TASK DIRECTIONS
Every line containing "receiver" should be copied out. Go through the entries and find them.
*** Begin section ***
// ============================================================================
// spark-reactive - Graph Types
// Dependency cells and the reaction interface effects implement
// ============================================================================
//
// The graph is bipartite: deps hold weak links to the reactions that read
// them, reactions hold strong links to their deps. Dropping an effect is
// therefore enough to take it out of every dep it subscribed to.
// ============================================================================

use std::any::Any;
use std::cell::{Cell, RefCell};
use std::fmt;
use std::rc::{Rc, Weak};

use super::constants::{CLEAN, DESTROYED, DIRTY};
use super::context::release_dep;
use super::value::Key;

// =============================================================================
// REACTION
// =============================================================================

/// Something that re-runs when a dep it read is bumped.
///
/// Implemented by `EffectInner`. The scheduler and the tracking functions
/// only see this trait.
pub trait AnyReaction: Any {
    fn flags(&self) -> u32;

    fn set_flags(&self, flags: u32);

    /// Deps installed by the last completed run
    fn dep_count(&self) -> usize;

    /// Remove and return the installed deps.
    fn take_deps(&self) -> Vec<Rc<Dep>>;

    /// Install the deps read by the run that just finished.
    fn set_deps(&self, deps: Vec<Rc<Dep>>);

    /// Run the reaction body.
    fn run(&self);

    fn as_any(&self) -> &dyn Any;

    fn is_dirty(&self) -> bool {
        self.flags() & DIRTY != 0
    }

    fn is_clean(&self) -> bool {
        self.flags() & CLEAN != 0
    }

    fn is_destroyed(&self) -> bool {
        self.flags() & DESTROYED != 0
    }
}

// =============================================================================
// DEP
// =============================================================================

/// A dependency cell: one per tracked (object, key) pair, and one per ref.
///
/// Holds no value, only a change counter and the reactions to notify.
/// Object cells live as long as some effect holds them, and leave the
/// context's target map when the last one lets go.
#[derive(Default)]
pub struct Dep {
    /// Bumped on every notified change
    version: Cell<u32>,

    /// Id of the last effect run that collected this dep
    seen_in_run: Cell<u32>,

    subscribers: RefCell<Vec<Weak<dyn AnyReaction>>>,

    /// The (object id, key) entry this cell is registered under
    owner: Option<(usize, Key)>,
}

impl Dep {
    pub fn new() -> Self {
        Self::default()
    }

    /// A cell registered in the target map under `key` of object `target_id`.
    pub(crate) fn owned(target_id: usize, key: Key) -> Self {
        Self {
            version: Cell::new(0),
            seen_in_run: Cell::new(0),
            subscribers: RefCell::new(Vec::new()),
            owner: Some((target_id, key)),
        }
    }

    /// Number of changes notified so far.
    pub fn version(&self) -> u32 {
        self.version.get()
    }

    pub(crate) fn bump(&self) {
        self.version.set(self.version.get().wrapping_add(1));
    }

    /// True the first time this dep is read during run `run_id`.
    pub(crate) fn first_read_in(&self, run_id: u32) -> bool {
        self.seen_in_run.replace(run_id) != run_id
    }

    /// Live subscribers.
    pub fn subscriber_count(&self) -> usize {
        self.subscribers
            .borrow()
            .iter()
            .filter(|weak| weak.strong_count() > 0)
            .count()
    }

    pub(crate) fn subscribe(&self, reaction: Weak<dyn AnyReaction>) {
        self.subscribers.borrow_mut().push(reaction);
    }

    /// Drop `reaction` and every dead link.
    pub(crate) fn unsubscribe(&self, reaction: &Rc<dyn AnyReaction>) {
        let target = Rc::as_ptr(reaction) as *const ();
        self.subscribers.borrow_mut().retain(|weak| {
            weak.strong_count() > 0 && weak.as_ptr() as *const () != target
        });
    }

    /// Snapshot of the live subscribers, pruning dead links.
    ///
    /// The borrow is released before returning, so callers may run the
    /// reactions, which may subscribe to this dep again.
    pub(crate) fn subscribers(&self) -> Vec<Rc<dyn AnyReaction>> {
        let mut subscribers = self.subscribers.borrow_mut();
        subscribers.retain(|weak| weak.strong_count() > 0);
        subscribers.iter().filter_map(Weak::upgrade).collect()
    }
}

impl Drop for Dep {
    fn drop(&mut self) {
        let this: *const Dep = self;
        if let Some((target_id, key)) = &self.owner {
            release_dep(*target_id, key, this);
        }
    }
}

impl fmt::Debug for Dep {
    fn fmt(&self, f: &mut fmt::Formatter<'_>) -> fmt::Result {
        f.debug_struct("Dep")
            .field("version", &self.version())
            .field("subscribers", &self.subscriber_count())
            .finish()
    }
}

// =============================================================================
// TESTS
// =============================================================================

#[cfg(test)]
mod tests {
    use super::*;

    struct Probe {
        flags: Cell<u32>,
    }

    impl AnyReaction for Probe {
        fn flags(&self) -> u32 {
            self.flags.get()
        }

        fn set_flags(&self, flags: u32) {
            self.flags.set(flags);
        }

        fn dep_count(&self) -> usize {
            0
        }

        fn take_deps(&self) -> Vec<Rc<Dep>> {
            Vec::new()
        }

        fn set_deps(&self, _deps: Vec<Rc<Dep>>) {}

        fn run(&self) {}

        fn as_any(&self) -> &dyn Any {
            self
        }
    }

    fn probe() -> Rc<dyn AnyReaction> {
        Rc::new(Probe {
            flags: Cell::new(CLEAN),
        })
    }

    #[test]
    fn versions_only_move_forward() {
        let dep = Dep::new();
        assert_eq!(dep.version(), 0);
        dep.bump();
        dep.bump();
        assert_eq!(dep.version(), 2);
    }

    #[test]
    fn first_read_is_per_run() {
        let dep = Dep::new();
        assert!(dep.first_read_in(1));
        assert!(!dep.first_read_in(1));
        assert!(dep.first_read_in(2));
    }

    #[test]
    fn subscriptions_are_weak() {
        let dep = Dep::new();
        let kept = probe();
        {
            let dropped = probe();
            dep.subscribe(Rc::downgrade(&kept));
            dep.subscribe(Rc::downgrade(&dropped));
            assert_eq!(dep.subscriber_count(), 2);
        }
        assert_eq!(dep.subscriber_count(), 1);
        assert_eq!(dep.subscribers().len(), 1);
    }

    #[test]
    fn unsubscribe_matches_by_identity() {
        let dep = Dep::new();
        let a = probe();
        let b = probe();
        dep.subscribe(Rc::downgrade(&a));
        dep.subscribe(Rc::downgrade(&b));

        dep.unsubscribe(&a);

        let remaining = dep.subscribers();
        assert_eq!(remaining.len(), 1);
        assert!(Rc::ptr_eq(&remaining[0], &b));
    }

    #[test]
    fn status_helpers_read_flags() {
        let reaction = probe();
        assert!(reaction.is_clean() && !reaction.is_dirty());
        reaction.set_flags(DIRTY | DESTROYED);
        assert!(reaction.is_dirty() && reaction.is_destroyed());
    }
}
*** End section ***
*** Begin section ***
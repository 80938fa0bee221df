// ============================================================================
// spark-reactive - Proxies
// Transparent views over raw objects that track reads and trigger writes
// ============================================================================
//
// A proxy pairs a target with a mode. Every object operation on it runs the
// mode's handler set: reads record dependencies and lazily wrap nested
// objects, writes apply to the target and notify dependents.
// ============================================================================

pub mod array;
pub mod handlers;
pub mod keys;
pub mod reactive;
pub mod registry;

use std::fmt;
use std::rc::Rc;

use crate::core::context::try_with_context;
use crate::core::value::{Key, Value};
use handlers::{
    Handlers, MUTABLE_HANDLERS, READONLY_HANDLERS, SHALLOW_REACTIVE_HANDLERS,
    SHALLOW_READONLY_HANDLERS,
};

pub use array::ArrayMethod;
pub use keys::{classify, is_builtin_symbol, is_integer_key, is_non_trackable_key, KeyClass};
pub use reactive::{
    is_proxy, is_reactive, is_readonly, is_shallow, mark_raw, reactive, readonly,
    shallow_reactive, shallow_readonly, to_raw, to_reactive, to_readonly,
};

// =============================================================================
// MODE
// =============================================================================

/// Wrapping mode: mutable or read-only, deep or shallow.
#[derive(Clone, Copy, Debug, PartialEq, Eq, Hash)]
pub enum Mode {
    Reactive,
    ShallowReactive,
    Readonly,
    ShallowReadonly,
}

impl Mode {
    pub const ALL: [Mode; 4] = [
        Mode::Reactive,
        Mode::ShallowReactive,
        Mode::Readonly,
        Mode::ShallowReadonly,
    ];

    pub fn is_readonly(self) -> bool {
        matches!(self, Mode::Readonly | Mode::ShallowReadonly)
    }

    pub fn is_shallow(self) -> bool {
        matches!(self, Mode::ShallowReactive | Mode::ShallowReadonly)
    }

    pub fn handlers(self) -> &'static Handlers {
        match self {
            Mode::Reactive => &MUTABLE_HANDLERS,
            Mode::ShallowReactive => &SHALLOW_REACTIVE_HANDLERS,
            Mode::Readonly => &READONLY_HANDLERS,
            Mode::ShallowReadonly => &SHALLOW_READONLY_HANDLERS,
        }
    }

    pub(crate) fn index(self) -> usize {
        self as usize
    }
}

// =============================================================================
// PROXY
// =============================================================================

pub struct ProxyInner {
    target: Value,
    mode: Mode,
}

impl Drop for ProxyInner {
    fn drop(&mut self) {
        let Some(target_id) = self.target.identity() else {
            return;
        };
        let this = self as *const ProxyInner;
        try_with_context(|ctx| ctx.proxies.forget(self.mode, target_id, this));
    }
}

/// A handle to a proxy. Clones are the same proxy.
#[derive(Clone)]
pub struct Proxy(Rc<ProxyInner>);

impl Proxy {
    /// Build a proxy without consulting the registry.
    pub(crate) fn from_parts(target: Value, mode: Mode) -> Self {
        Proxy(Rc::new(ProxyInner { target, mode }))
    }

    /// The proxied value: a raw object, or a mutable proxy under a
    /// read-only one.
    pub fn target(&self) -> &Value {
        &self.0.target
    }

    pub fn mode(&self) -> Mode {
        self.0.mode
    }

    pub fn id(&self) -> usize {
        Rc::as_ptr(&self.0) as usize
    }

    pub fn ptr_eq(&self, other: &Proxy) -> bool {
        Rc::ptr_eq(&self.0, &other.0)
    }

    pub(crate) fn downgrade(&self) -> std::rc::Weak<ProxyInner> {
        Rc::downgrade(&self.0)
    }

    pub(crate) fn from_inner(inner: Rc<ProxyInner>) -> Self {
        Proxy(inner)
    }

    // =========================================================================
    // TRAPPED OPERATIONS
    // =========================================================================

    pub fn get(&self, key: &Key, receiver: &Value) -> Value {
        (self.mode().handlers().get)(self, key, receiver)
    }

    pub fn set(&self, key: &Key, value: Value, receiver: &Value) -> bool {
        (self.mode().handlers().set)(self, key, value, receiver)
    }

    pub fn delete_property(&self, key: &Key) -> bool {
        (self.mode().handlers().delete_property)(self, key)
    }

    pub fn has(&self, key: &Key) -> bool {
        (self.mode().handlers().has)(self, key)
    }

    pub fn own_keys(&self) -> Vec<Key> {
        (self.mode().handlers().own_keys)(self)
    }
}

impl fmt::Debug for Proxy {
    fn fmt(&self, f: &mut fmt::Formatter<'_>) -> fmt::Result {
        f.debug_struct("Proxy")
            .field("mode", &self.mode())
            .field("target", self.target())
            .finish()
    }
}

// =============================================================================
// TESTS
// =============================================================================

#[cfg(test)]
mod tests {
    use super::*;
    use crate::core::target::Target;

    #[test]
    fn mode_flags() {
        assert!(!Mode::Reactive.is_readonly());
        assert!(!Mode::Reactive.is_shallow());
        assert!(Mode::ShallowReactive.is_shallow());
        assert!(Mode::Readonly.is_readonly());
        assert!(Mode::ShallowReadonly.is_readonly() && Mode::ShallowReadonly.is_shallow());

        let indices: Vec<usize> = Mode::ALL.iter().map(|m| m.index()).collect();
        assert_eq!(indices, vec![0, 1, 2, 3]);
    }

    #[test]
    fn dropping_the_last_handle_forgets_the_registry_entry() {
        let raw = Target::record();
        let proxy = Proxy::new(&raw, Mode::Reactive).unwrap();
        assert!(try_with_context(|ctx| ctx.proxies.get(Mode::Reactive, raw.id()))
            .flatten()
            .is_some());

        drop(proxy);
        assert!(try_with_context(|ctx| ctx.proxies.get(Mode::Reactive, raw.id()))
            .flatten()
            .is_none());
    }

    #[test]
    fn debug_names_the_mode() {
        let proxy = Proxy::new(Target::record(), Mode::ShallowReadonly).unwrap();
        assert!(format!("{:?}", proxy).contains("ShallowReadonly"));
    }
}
*** End section ***
EXPECTED ANSWER
    pub fn get(&self, key: &Key, receiver: &Value) -> Value {
        (self.mode().handlers().get)(self, key, receiver)
    pub fn set(&self, key: &Key, value: Value, receiver: &Value) -> bool {
        (self.mode().handlers().set)(self, key, value, receiver)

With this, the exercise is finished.